Life history adaptations in Antarctic tradigrades
31 January 2004 - 4 February 2004Tardigrades are small (approx. 0.2-1.0 mm) aquatic invertebrates found in a variety of ecosystems and microhabitats. They are also one of the most successful resident multicellular animals in contirrental Antarctica. Here they live in mosses, lichens, algae and mineral soils on the mountain peaks (called nunataks) that penetrate the thick ice cover (Sohlenius, Boström and Jönsson., 2004). Their presence in such hostile habitats relies on an extreme tolerance to severe desiccation and freezing (Wright, Westh and Ramløv, 1992). The short and cold polar summer also imposes constraints on the activities of invertebrate populations such as tardigrades. The consequences of these constraints for the evolution of life histories in Antarctic tardigrades have not been studied. In one of the few papers specifically dealing with life history evolution in Antarctic invertebrates Convey (1997) suggested that organisms such as nematodes and tardigrades living in Antarctica may conform to ”adversity-selected” populations (Greenslade, 1983), expected to have high survival and low fecundity.
The main aim of this research project is to investigate the life histories, energetics and same aspects of the biochemistry of Antarctic tardigrade populations, to reveal if specific adaptive patterns have evolved in response to the extreme climatic conditions in continental Antarctica. The project was initiated at SWEDARP 2001/02 (Jönsson, 2003), and activities during SWEDARP 2003/04 were directed towards additional collection of animal material and temperature measurements of substrates, providing complementary information on conditions late in the Antarctic summer.
Fieldwork
During SWEDARP 2003/04 samples of mosses, lichens, algae and mineral soils were collected by Paula Starbäck from the Vestfjella area (nunataks of Basen and Fossilryggen) of Dronning Maud Land, during the period 31 January–4 February 2004.

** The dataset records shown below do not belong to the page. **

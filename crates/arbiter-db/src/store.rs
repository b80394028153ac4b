//! The narrow persistence interface the engine mirrors through.
//!
//! Four operation shapes only: upsert an actor, adjust inventory
//! (single and bulk), adjust health, and set a skill mastery. The core
//! never issues ad-hoc queries beyond these.

use arbiter_types::{ActorId, DeltaMap};
use sqlx::{PgPool, Row};

use crate::error::DbError;

/// Operations on the `actors`, `inventories`, and `actor_skills` tables.
pub struct ActorStore<'a> {
    pool: &'a PgPool,
}

impl<'a> ActorStore<'a> {
    /// Create a store bound to a connection pool.
    pub const fn new(pool: &'a PgPool) -> Self {
        Self { pool }
    }

    /// Create or update an actor row with its kind and position.
    ///
    /// # Errors
    ///
    /// Returns [`DbError::Postgres`] if the upsert fails.
    pub async fn upsert_actor(
        &self,
        id: &ActorId,
        kind: &str,
        x: f64,
        y: f64,
    ) -> Result<(), DbError> {
        sqlx::query(
            r"INSERT INTO actors (id, kind, x, y)
              VALUES ($1, $2, $3, $4)
              ON CONFLICT (id) DO UPDATE
              SET kind = EXCLUDED.kind, x = EXCLUDED.x, y = EXCLUDED.y,
                  updated_at = now()",
        )
        .bind(id.as_str())
        .bind(kind)
        .bind(x)
        .bind(y)
        .execute(self.pool)
        .await?;
        Ok(())
    }

    /// Apply a signed quantity delta to one item, clamping at zero.
    ///
    /// # Errors
    ///
    /// Returns [`DbError::Postgres`] if the update fails.
    pub async fn adjust_inventory(
        &self,
        id: &ActorId,
        item: &str,
        delta: i64,
    ) -> Result<(), DbError> {
        sqlx::query(
            r"INSERT INTO inventories (actor_id, item, quantity)
              VALUES ($1, $2, GREATEST($3, 0))
              ON CONFLICT (actor_id, item) DO UPDATE
              SET quantity = GREATEST(inventories.quantity + $3, 0)",
        )
        .bind(id.as_str())
        .bind(item)
        .bind(delta)
        .execute(self.pool)
        .await?;
        Ok(())
    }

    /// Apply a set of signed deltas in one transaction.
    ///
    /// # Errors
    ///
    /// Returns [`DbError::Postgres`] if any update fails; no delta of
    /// the set is applied in that case.
    pub async fn adjust_inventory_bulk(
        &self,
        id: &ActorId,
        deltas: &DeltaMap,
    ) -> Result<(), DbError> {
        let mut tx = self.pool.begin().await?;
        for (item, delta) in deltas {
            sqlx::query(
                r"INSERT INTO inventories (actor_id, item, quantity)
                  VALUES ($1, $2, GREATEST($3, 0))
                  ON CONFLICT (actor_id, item) DO UPDATE
                  SET quantity = GREATEST(inventories.quantity + $3, 0)",
            )
            .bind(id.as_str())
            .bind(item)
            .bind(delta)
            .execute(&mut *tx)
            .await?;
        }
        tx.commit().await?;
        Ok(())
    }

    /// Apply a signed health delta, clamped to `[0.0, 1.0]`, returning
    /// the new health value.
    ///
    /// # Errors
    ///
    /// Returns [`DbError::Postgres`] if the update fails.
    pub async fn adjust_health(&self, id: &ActorId, delta: f64) -> Result<f64, DbError> {
        let row = sqlx::query(
            r"INSERT INTO actors (id, health)
              VALUES ($1, LEAST(GREATEST(1.0 + $2, 0.0), 1.0))
              ON CONFLICT (id) DO UPDATE
              SET health = LEAST(GREATEST(actors.health + $2, 0.0), 1.0),
                  updated_at = now()
              RETURNING health",
        )
        .bind(id.as_str())
        .bind(delta)
        .fetch_one(self.pool)
        .await?;
        Ok(row.try_get("health")?)
    }

    /// Record a skill mastery level for an actor.
    ///
    /// # Errors
    ///
    /// Returns [`DbError::Postgres`] if the upsert fails.
    pub async fn set_skill_mastery(
        &self,
        id: &ActorId,
        skill: &str,
        mastery: u32,
    ) -> Result<(), DbError> {
        sqlx::query(
            r"INSERT INTO actor_skills (actor_id, skill, mastery)
              VALUES ($1, $2, $3)
              ON CONFLICT (actor_id, skill) DO UPDATE
              SET mastery = EXCLUDED.mastery",
        )
        .bind(id.as_str())
        .bind(skill)
        .bind(i32::try_from(mastery).unwrap_or(i32::MAX))
        .execute(self.pool)
        .await?;
        Ok(())
    }
}
//! Error types for the persistence layer.

/// Errors that can occur in the persistence layer.
#[derive(Debug, thiserror::Error)]
pub enum DbError {
    /// A `PostgreSQL` operation failed.
    #[error("PostgreSQL error: {0}")]
    Postgres(#[from] sqlx::Error),

    /// A `PostgreSQL` migration failed.
    #[error("PostgreSQL migration error: {0}")]
    Migration(#[from] sqlx::migrate::MigrateError),

    /// A configuration error.
    #[error("Configuration error: {0}")]
    Config(String),
}
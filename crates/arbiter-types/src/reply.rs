//! Outbound reply envelopes, reason codes, and state-delta effects.
//!
//! Every command receives exactly one [`Reply`]. Effects are the sole
//! channel through which the core requests durable-storage mutation; the
//! in-memory state is authoritative and the mirror lags behind it.

use std::collections::BTreeMap;

use serde::{Deserialize, Serialize};

use crate::bundle::DeltaMap;
use crate::command::CommandKind;
use crate::ids::{ActorId, TxId};
use crate::snapshot::WorldSnapshot;

/// Outcome status of a processed command.
#[derive(Debug, Clone, Copy, PartialEq, Eq, Serialize, Deserialize)]
#[serde(rename_all = "lowercase")]
pub enum Status {
    /// The command was accepted and a pending offer/window was created.
    Accepted,
    /// The command completed and produced state deltas.
    Matched,
    /// The command was well-formed but disallowed by current state.
    Rejected,
    /// The command was malformed or named an unknown transaction.
    Error,
}

/// Short machine-readable reason codes for rejections and errors.
#[derive(Debug, Clone, Copy, PartialEq, Eq, Serialize, Deserialize)]
#[serde(rename_all = "kebab-case")]
pub enum Reason {
    /// Malformed trade command (empty give/want).
    BadTrade,
    /// Malformed learn command (empty pay or skill).
    BadLearn,
    /// Malformed teach command (empty pay or skill).
    BadTeach,
    /// Malformed attack command.
    BadAttack,
    /// Malformed counter command.
    BadCounter,
    /// Malformed craft command (zero count).
    BadCraft,
    /// The payer does not hold the required bundle.
    Insufficient,
    /// The parties are farther apart than the proximity radius.
    NotInRange,
    /// No pending offer exists for the given transaction id.
    UnknownTransaction,
    /// The offer's time-to-live elapsed before acceptance.
    Expired,
    /// The accepting actor is not a named party of the offer.
    NotCounterparty,
    /// Only the original proposer may cancel an offer.
    NotOwner,
    /// The weapon has no attack tag and the rule table requires one.
    InvalidWeapon,
    /// The item has no defense tag and the rule table requires one.
    InvalidDefense,
    /// No recipe exists for the requested output item.
    UnknownRecipe,
    /// Recipe requirements are not met by the current inventory.
    MissingRequirements,
    /// The message did not contain a recognizable command.
    UnknownCommand,
}

/// How an attack resolved, for observability.
#[derive(Debug, Clone, PartialEq, Serialize, Deserialize)]
pub struct CombatDetail {
    /// The resolved attack tag (`"none"` when untagged).
    pub attack: String,
    /// The resolved defense tag (`"none"` when undefended).
    pub defense: String,
    /// The opposition multiplier that was applied.
    pub multiplier: f64,
}

/// State deltas produced by a matched command.
///
/// Only non-empty maps are serialized. These deltas describe what already
/// happened to in-memory state and what the persistence mirror must apply.
#[derive(Debug, Clone, Default, PartialEq, Serialize, Deserialize)]
pub struct Effects {
    /// Per-actor inventory deltas (item -> signed quantity).
    #[serde(default, skip_serializing_if = "BTreeMap::is_empty")]
    pub inventory: BTreeMap<ActorId, DeltaMap>,
    /// Per-actor health deltas (negative for damage).
    #[serde(default, skip_serializing_if = "BTreeMap::is_empty")]
    pub health: BTreeMap<ActorId, f64>,
    /// Per-actor skill grants (skill type -> mastery level).
    #[serde(default, skip_serializing_if = "BTreeMap::is_empty")]
    pub skills: BTreeMap<ActorId, BTreeMap<String, u32>>,
    /// Combat resolution detail, present for attack commands.
    #[serde(default, skip_serializing_if = "Option::is_none")]
    pub combat: Option<CombatDetail>,
}

impl Effects {
    /// Whether no delta of any kind is present.
    pub fn is_empty(&self) -> bool {
        self.inventory.is_empty()
            && self.health.is_empty()
            && self.skills.is_empty()
            && self.combat.is_none()
    }

    /// Record an inventory delta set for one actor, merging with any
    /// deltas already present for that actor.
    pub fn add_inventory(&mut self, actor: &ActorId, delta: DeltaMap) {
        let entry = self.inventory.entry(actor.clone()).or_default();
        crate::bundle::merge_deltas(entry, &delta);
    }
}

/// The status reply produced for every processed command.
#[derive(Debug, Clone, PartialEq, Serialize, Deserialize)]
pub struct Reply {
    /// Outcome status.
    pub status: Status,
    /// The command kind this reply answers.
    pub command_kind: CommandKind,
    /// The actor whose command produced this reply.
    pub actor_id: ActorId,
    /// The offer transaction this reply concerns, when applicable.
    #[serde(default, skip_serializing_if = "Option::is_none")]
    pub txid: Option<TxId>,
    /// Reason code for rejections and errors.
    #[serde(default, skip_serializing_if = "Option::is_none")]
    pub reason: Option<Reason>,
    /// Human-readable detail for malformed payloads.
    #[serde(default, skip_serializing_if = "Option::is_none")]
    pub detail: Option<String>,
    /// State deltas, present for matched commands.
    #[serde(default, skip_serializing_if = "Option::is_none")]
    pub effects: Option<Effects>,
}

impl Reply {
    /// An `accepted` reply carrying the new offer's transaction id.
    pub const fn accepted(kind: CommandKind, actor_id: ActorId, txid: Option<TxId>) -> Self {
        Self {
            status: Status::Accepted,
            command_kind: kind,
            actor_id,
            txid,
            reason: None,
            detail: None,
            effects: None,
        }
    }

    /// A `matched` reply carrying state-delta effects.
    pub const fn matched(
        kind: CommandKind,
        actor_id: ActorId,
        txid: Option<TxId>,
        effects: Effects,
    ) -> Self {
        Self {
            status: Status::Matched,
            command_kind: kind,
            actor_id,
            txid,
            reason: None,
            detail: None,
            effects: Some(effects),
        }
    }

    /// A `rejected` reply with a reason code.
    pub const fn rejected(
        kind: CommandKind,
        actor_id: ActorId,
        reason: Reason,
        txid: Option<TxId>,
    ) -> Self {
        Self {
            status: Status::Rejected,
            command_kind: kind,
            actor_id,
            txid,
            reason: Some(reason),
            detail: None,
            effects: None,
        }
    }

    /// An `error` reply with a reason code and optional detail.
    pub const fn error(
        kind: CommandKind,
        actor_id: ActorId,
        reason: Reason,
        detail: Option<String>,
    ) -> Self {
        Self {
            status: Status::Error,
            command_kind: kind,
            actor_id,
            txid: None,
            reason: Some(reason),
            detail,
            effects: None,
        }
    }
}

/// Any message the engine publishes to clients.
#[derive(Debug, Clone, PartialEq, Serialize, Deserialize)]
#[serde(tag = "kind", rename_all = "kebab-case")]
pub enum OutboundMessage {
    /// A per-command status reply.
    CommandStatus(Reply),
    /// The periodic world-state broadcast.
    WorldSnapshot(WorldSnapshot),
}
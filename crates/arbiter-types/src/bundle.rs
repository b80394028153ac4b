//! Asset bundles: item/quantity maps exchanged, reserved, and crafted.
//!
//! Item names are opaque strings defined by the rulebook. Quantities in a
//! [`Bundle`] are non-negative; [`DeltaMap`] carries signed deltas as they
//! appear in reply effects and persistence-mirror operations.

use std::collections::BTreeMap;

use serde::{Deserialize, Serialize};

/// A map of item name to non-negative quantity.
///
/// Used for inventories, offer terms (give/want/pay), reservation escrow,
/// and recipe inputs/outputs.
pub type Bundle = BTreeMap<String, u32>;

/// A map of item name to signed quantity delta.
///
/// The shape of inventory effects in replies and of mirror writes.
pub type DeltaMap = BTreeMap<String, i64>;

/// Negate a bundle into a delta map (for debits).
pub fn debit_of(bundle: &Bundle) -> DeltaMap {
    bundle
        .iter()
        .map(|(item, qty)| (item.clone(), -i64::from(*qty)))
        .collect()
}

/// Widen a bundle into a delta map (for credits).
pub fn credit_of(bundle: &Bundle) -> DeltaMap {
    bundle
        .iter()
        .map(|(item, qty)| (item.clone(), i64::from(*qty)))
        .collect()
}

/// Accumulate `delta` into `into`, summing per-item values.
pub fn merge_deltas(into: &mut DeltaMap, delta: &DeltaMap) {
    for (item, value) in delta {
        let entry = into.entry(item.clone()).or_insert(0);
        *entry = entry.saturating_add(*value);
    }
}

/// A skill transfer requested by a learn or teach offer.
///
/// The mastery level granted on commit defaults to 1 when not supplied.
#[derive(Debug, Clone, PartialEq, Eq, Serialize, Deserialize)]
pub struct SkillGrant {
    /// The skill being transferred (e.g. `"brew"`, `"weave"`).
    #[serde(rename = "type")]
    pub skill_type: String,
    /// Mastery level granted to the learner; defaults to 1 when absent.
    #[serde(default, skip_serializing_if = "Option::is_none")]
    pub mastery: Option<u32>,
}

impl SkillGrant {
    /// The mastery level to grant, defaulting to 1.
    pub fn mastery_or_default(&self) -> u32 {
        self.mastery.unwrap_or(1)
    }
}
//! The mirror writer task: applies [`MirrorOp`]s to `PostgreSQL`.
//!
//! Writes are best-effort: a failed write is logged and skipped, and the
//! already-applied in-memory effect is not rolled back. In-memory state
//! is therefore always ahead of or equal to the durable copy, never
//! behind.

use arbiter_core::MirrorOp;
use tokio::sync::mpsc::UnboundedReceiver;
use tracing::{debug, warn};

use crate::postgres::PostgresPool;
use crate::store::ActorStore;

/// Consume mirror ops until the channel closes, applying each to the
/// database and acknowledging flushes.
pub async fn run_mirror(pool: PostgresPool, mut rx: UnboundedReceiver<MirrorOp>) {
    let store = ActorStore::new(pool.pool());
    while let Some(op) = rx.recv().await {
        match op {
            MirrorOp::UpsertActor { id, kind, x, y } => {
                if let Err(error) = store.upsert_actor(&id, &kind, x, y).await {
                    warn!(actor = %id, %error, "mirror upsert failed; continuing");
                }
            }
            MirrorOp::AdjustInventory { id, deltas } => {
                if let Err(error) = store.adjust_inventory_bulk(&id, &deltas).await {
                    warn!(actor = %id, %error, "mirror inventory write failed; continuing");
                }
            }
            MirrorOp::AdjustHealth { id, delta } => {
                if let Err(error) = store.adjust_health(&id, delta).await {
                    warn!(actor = %id, %error, "mirror health write failed; continuing");
                }
            }
            MirrorOp::SetSkillMastery { id, skill, mastery } => {
                if let Err(error) = store.set_skill_mastery(&id, &skill, mastery).await {
                    warn!(actor = %id, %error, "mirror skill write failed; continuing");
                }
            }
            MirrorOp::Flush(ack) => {
                // Ops are applied in channel order; reaching the marker
                // means everything before it is done.
                let _ = ack.send(());
            }
        }
    }
    debug!("mirror channel closed; writer exiting");
}
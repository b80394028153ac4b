//! Replay suppression via per (consumer, actor) sequence watermarks.
//!
//! Each logical consumer keeps its own watermark line per actor, so two
//! subsystems can independently deduplicate the same incoming sequence
//! stream. A message whose declared sequence is at or below the stored
//! watermark is an already-seen duplicate and must be dropped without
//! side effects. Integer overflow of sequence numbers is an accepted
//! boundary: sequences are u64 and never wrap in practice.

use std::collections::BTreeMap;

use arbiter_types::ActorId;
use tracing::trace;

/// Per (consumer, actor) last-accepted sequence numbers.
#[derive(Debug, Clone, Default)]
pub struct WatermarkRegistry {
    lines: BTreeMap<String, BTreeMap<ActorId, u64>>,
}

impl WatermarkRegistry {
    /// Create an empty registry.
    pub const fn new() -> Self {
        Self {
            lines: BTreeMap::new(),
        }
    }

    /// Gate `seq` against the watermark for (`consumer`, `actor`).
    ///
    /// Returns `false` and changes nothing when `seq` is at or below
    /// the stored watermark; otherwise advances the watermark to `seq`
    /// and returns `true`.
    pub fn accept(&mut self, consumer: &str, actor: &ActorId, seq: u64) -> bool {
        let line = self.lines.entry(consumer.to_owned()).or_default();
        match line.get(actor) {
            Some(mark) if seq <= *mark => {
                trace!(consumer, actor = %actor, seq, mark, "duplicate sequence dropped");
                false
            }
            _ => {
                line.insert(actor.clone(), seq);
                true
            }
        }
    }

    /// The last-accepted sequence for (`consumer`, `actor`), if any.
    pub fn last_seen(&self, consumer: &str, actor: &ActorId) -> Option<u64> {
        self.lines.get(consumer)?.get(actor).copied()
    }
}
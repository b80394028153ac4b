//! The accumulator-driven fixed-timestep integrator.
//!
//! Each wall-clock poll adds elapsed milliseconds to an accumulator and
//! drains it in whole physics-tick increments. Each increment turns held
//! keys into a unit direction (diagonals normalized to unit length),
//! scales by the fixed speed, and clamps the position to map bounds. The
//! loop runs much finer-grained than the broadcast cadence; its only
//! external contract is that positions are current for proximity checks.

use arbiter_types::HeldKeys;

use crate::actor::clamp_axis;
use crate::roster::Roster;

/// Physics tick length, milliseconds (about 60 Hz).
pub const SIM_STEP_MS: f64 = 16.6667;

/// Movement speed, distance units per physics tick.
pub const SPEED: f64 = 4.0;

/// Accumulator state for the fixed-timestep loop.
#[derive(Debug, Clone, Copy, Default)]
pub struct Integrator {
    accumulator_ms: f64,
}

impl Integrator {
    /// Create an integrator with an empty accumulator.
    pub const fn new() -> Self {
        Self { accumulator_ms: 0.0 }
    }

    /// Add elapsed wall time and apply as many whole physics steps as
    /// the accumulator allows. Returns the number of steps applied.
    pub fn advance(&mut self, roster: &mut Roster, elapsed_ms: f64) -> u32 {
        self.accumulator_ms += elapsed_ms.max(0.0);
        let mut steps = 0u32;
        while self.accumulator_ms >= SIM_STEP_MS {
            step(roster);
            self.accumulator_ms -= SIM_STEP_MS;
            steps = steps.saturating_add(1);
        }
        steps
    }

    /// Milliseconds currently buffered below one whole step.
    pub const fn pending_ms(&self) -> f64 {
        self.accumulator_ms
    }
}

/// Apply one physics step to every actor.
fn step(roster: &mut Roster) {
    let bounds = *roster.bounds();
    let radius = bounds.actor_radius;
    let ids: Vec<_> = roster.iter().map(|actor| actor.id.clone()).collect();
    for id in ids {
        if let Some(actor) = roster.get_mut(&id) {
            let (dx, dy) = direction(actor.keys);
            actor.vx = dx * SPEED;
            actor.vy = dy * SPEED;
            actor.x = clamp_axis(actor.x + actor.vx, radius, bounds.width);
            actor.y = clamp_axis(actor.y + actor.vy, radius, bounds.height);
        }
    }
}

/// Unit movement direction from held keys; diagonal input is normalized
/// so diagonal motion is no faster than axis-aligned motion.
fn direction(keys: HeldKeys) -> (f64, f64) {
    let dx = f64::from(i32::from(keys.d)) - f64::from(i32::from(keys.a));
    let dy = f64::from(i32::from(keys.s)) - f64::from(i32::from(keys.w));
    if dx != 0.0 && dy != 0.0 {
        let inv = core::f64::consts::FRAC_1_SQRT_2;
        (dx * inv, dy * inv)
    } else {
        (dx, dy)
    }
}
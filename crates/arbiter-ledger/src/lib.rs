//! Inventory ledger and reservation escrow for the Arbiter engine.
//!
//! The [`Ledger`] is the single source of truth for spendable item
//! balances; the durable store is a lagging mirror of it, never the other
//! way around. The [`Escrow`] holds bundles removed from an inventory
//! against a pending offer, guaranteeing that reserved items are invisible
//! to the owner's spendable balance and are credited exactly once on any
//! terminal transition.
//!
//! # Modules
//!
//! - [`inventory`] -- the clamping add/bulk-add/has primitives
//! - [`escrow`] -- reserve/release/consume keyed by transaction id

pub mod escrow;
pub mod inventory;

pub use escrow::{Escrow, Reservation};
pub use inventory::Ledger;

In total 117 samples were collected (58 mosses, 14 lichens, 11 algae, 34 mineral soils). Samples were dried in a lab module and thereafter kept at low, but non-freezing, temperatures until subsequently stored at -20,C in Sweden. GPS positions were taken for all samples. The temperature of substrates (mosses, algae, mineral soils) was measured at daytime using a digital incision thermometer. Measurements were taken at seven sites with mosses, six sites with mineral (inorganic) soil, and one site with the algae Nostoc. At each site multiple measurements were taken. Similar temperature measurements were made during SWEDARP 2001/02, and together these data will provide information on the microclimate conditions for tardigrades during the Antarctic summer.
Preliminary results
Analyses of the animal material collected during SWEDARP 2003/04 have not yet been undertaken, while some results from the temperature measurements can be presented. The mean temperature of mosses (exclusively from Basen, since mosses are not present at Fossilryggen) was 7.2°C (SD=4.3, 2.7-15.1, N=7), while the mean temperature of mineral soils (mainly from Fossilryggen) was 1.9°C (SD=3.8, -0.7-9.4, N=6). From these limited observations it appears that mosses provide considerably better conditions for activity in invertebrates than mineral soils. Analyses of invertebrate abundance in the same area have also shown higher densities in mosses compared to inorganic soils (Sohlenius, Boström and Jönsson, 2004 ). In a future analysis these data will be merged with data from SWEDARP 2001/02 to describe temperature conditions over a larger temporal range of the Antarctic summer.
Analyses of protective carbohydrates have been made from the material collected during SWEDARP 2001/02. These studies indicate that Antarctic tardigrades of the species Macrobiotus krynauwi do not diverge particularly from temperate species of the same genus with respect to their patterns of carbohydrate accumulation (Jönsson, Persson and Kjellman, in prep.) Ongoing analyses of fecundity patterns suggest that Antarctic tardigrades conform to life history strategies towards low fecundity/high survival with prolonged life cycles.